Blackmore had been actively preaching in Baba Malay to the girls from Nind Home on Sundays. In 1894, she started a Baba church for the Straits Chinese headed by Goh Hood Keng, a Baba Methodist preacher, with six members and 16 probationers (members under probation). The numbers grew rapidly when she was also involved in open air preaching and from her regular visits to the Straits Chinese women in their homes. The Sunday School was very popular and soon attracted hundreds of children (at one time, over 800). The stories of Jesus related in their lingua franca were a big hit. In 1901, the church moved to the Christian Institute at Middle Road and finally to Kampong Kapor. Its name later changed from Straits Chinese Methodist Church to Kampong Kapor Methodist Church.

Blackmore also translated many hymns into Malay and published a Baba Malay Christian periodical called Sahabat (“Friend”) meant for women and which was widely popular in Malaya. This ministry was aided by William Shellabear, a Methodist missionary and Malay scholar, who started the Methodist Publishing House. 

After serving in Singapore for 40 years, Blackmore left on January 28, 1928, and retired in Australia. She passed away on July 3, 1945 at the age of 88.

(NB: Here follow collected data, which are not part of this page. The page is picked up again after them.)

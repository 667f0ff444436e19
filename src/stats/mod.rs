//! Statistics and metrics

pub mod metrics;

pub use metrics::EngineStats;
//! File access helpers
//!
//! Static content is resolved against one root directory; requests that try
//! to climb out of it are treated as missing.

use std::io;
use std::path::{Component, Path, PathBuf};

use tokio::fs::File;

use crate::error::{Error, Result};

/// A file resolved under a root directory
#[derive(Debug, Clone, PartialEq, Eq)]
pub struct FileInfo {
    /// Full path on disk
    pub path: PathBuf,
    /// Extension including the dot, e.g. `.html`; empty when absent
    pub extension: String,
}

/// Resolve `requested` under `root` and check that it exists
pub async fn resolve(root: &Path, requested: &str) -> Result<FileInfo> {
    let relative = Path::new(requested.trim_start_matches('/'));

    let escapes = relative
        .components()
        .any(|c| !matches!(c, Component::Normal(_) | Component::CurDir));
    if escapes {
        return Err(Error::NotFound(requested.to_string()));
    }

    let path = root.join(relative);
    match tokio::fs::metadata(&path).await {
        Ok(meta) if meta.is_file() => {}
        Ok(_) => return Err(Error::NotFound(requested.to_string())),
        Err(e) if e.kind() == io::ErrorKind::NotFound => {
            return Err(Error::NotFound(requested.to_string()));
        }
        Err(e) => return Err(e.into()),
    }

    let extension = path
        .extension()
        .map(|ext| format!(".{}", ext.to_string_lossy()))
        .unwrap_or_default();

    Ok(FileInfo { path, extension })
}

/// Open `path` for streaming reads
pub async fn open_read_stream(path: &Path) -> Result<File> {
    File::open(path).await.map_err(|e| match e.kind() {
        io::ErrorKind::NotFound => Error::NotFound(path.display().to_string()),
        _ => Error::Io(e),
    })
}

/// MIME type for an extension as returned by [`resolve`]
pub fn content_type(extension: &str) -> Option<&'static str> {
    match extension.to_ascii_lowercase().as_str() {
        ".html" => Some("text/html"),
        ".css" => Some("text/css"),
        ".js" => Some("text/javascript"),
        ".mp3" => Some("audio/mpeg"),
        _ => None,
    }
}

On March 14, 2014, Blackmore was inducted into the Singapore Women’s Hall of Fame for her “fine records of difficult and useful work done, and a memory of personal influence, character, and example which has been of very great value in this era of changing traditions and ideas among our Asiatic communities in the Straits.”[5]

Notes

  1. ^ The school that Sophia built”, The Straits Times, July 15,1987, 1, accessed January 6, 2021,https://eresources.nlb.gov.sg/newspapers/Digitised/Article/straitstimes19870715-1.2.65.3 
  2. ^ Sophia Blackmore in Malaysia Message, March-April 1918, 139-140. 
  3. ^ Ho Seng Ong, Methodist Schools In Malaysia, Their Record and History (Petaling Jaya: Board of Education of the Malaya Annual Conference, 1964), 134. 
  4. ^ Ernest Lau, From Mission to Church (Armour Publishing Pte Ltd., Singapore, 2008), accessed January 6, 2021, https://www.trac-mcs.org.sg/images/pdf/boardofministry/Sophia%20Blackmore.pdf.   
  5. ^ Sophia Blackmore in Singapore Women’s Hall of Fame, accessed January 6, 2021, https://www.swhf.sg/profiles/sophia-blackmore/ 

Tai Kim Teng

The author, an orthopaedic surgeon and the former executive director of OMF in Malaysia, is the executive director of DCBAsia.

 

Bibliography

Doraisamy, T. R., ed., (1987). Sophia Blackmore in Singapore: Educational and Missionary Pioneer 1887–1927. Singapore: General Conference Women's Society of Christian Service, Methodist Church of Singapore. 

“Farewell for worker: Straits Chinese Bid Adieu to Miss Blackmore”. Malaya Tribune, 7. Accessed January 6, 2021.      

https://eresources.nlb.gov.sg/newspapers/Digitised/Article/maltribune19…

Ho, Ruth. Rainbow Round My Shoulder. Singapore: Eastern Universities Press, 1975.

Lau, Earnest. From Mission to Church: The Evolution of the Methodist Church in Singapore and Malaysia, 1885–1976. Singapore: Genesis Books, 2008.

Lau, Earnest. "Sophia Blackmore". Accessed January 6, 2021. https://www.trac-mcs.org.sg/images/pdf/boardofministry/Sophia%20Blackmo…

“Sophia Blackmore: Founder of Methodist Girls’ School. In Singapore Women’s Hall of Fame. Accessed January 6, 2021. https://www.swhf.sg/profiles/sophia-blackmore/ 

Sunquist, Scott W., ed., David Wu Chu Sing and John Chew Hiang Chea, assoc. eds. A Dictionary of Asian Christianity. Michigan: W. B. Eerdmans, 2001, 89.